I have never done anything quite like this project before, in that every song I’d recorded previously was written before I recorded it. This opposite is true of this project, and that was the premise from the outset, so it was an interesting challenge and the process absolutely shaped the finished product. My emcees aren’t songwriters and the intention behind this project was more about creating some outlandish, off-the-wall shit that made us laugh than about conveying a specific message. So to get these songs recorded, I had each guy freestyle bars over the entire duration of each beat three times so I had way more than I could ever use. And then I went through everything, picked my favorite bits, and strung them together in a way that made me smile. Once I got as far as I could with the material I had from a given recording session, I would send the guys the resulting draft, and together we’d decide what worked, what needed to be re-recorded, and what should be punched up or replaced because it wasn’t quite right. And then we’d schedule another recording session. After eight sessions, we had everything we needed, at which point I made all the recordings match, mixed, and mastered.

How do you connect with your audience? What is the easiest way for them to connect with you?

To be honest, I don’t do a ton. But for this project, we’ve had a few impromptu listening parties, and some friends have liked it enough to show their friends. I’ll get a text saying “hey, send me that link,” and, of course, it’s an honor to do so.

Connect with Big Scrimps:
https://soundcloud.com/big-scrimps

What’s next for you?

Just before Christmas I visited a friend who now lives in Seattle and we recorded a fat pile of improvised drums on 10 songs I wrote back in Jan/Feb 2020 for a band we had just started when the pandemic dropped. We were going to be called Lizard People (after humanity’s Draco-reptilian overlords stationed under the ice of Antarctica, naturally), but the universe had other plans. I spent that April and May recording guitar and vocals for all of these songs, and they’ve lived on a hard drive since then waiting for their day in the sun. Last November I got the feeling that it was finally time to revisit those songs, so I hit my guy and said “Hey, you wanna record an irresponsible amount of drums on too many songs in a very short window?” He was down, so that’s what we did. All that to say that right now I am parsing through everything we recorded, selecting my favorite parts for each section, and sprucing them up with fills I copy/paste from other takes. The process is not dissimilar to the process we employed for Big Scrimps, in terms of picking through a mountain of raw material to find the tasty bits and put them where they need to be.

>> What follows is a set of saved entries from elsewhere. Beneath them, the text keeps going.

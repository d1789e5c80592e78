//! Utility modules for slugs and loosely-typed flag values.
//!
//! # Modules
//!
//! - [`slug`]: Slug normalization and shape checks
//! - [`flags`]: Boolean flag parsing from string forms

pub mod flags;
pub mod slug;
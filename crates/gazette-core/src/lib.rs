//! Gazette Core: shared entry model, errors, and utilities.
//!
//! This crate provides the foundational types used across all Gazette crates.
//! It has no internal Gazette dependencies (dependency level 0).
//!
//! # Modules
//!
//! - [`entry`]: Entry kinds, entry metadata, and the `Entry` record
//! - [`error`]: Error taxonomy and Result alias
//! - [`util`]: Slug normalization and flag parsing

#![warn(missing_docs)]
#![warn(clippy::all)]
#![forbid(unsafe_code)]

pub mod entry;
pub mod error;
pub mod util;

// Re-export key types at crate root for convenience
pub use entry::{Entry, EntryKind, EntryMeta};
pub use error::{Error, Result, ValidationIssue};

// Convenience re-exports from util
pub use util::flags::parse_flag;
pub use util::slug::{is_valid_slug, normalize_slug};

Since we never had a bassist, for low-end I am programming sludgy bass lines with an ugly synth, and that further differentiates it from anything I’ve done in the past. So that will come out at some point and do just a bit to declutter my mind. Also, I have another album’s worth of Creature Benny material to finish and put out, so that’s in the hopper too.

Anything else you’d like to add or let us know about?

Hug your mother! And 10 times out of 10, it’s shout outs to you. Keep it up, Champ.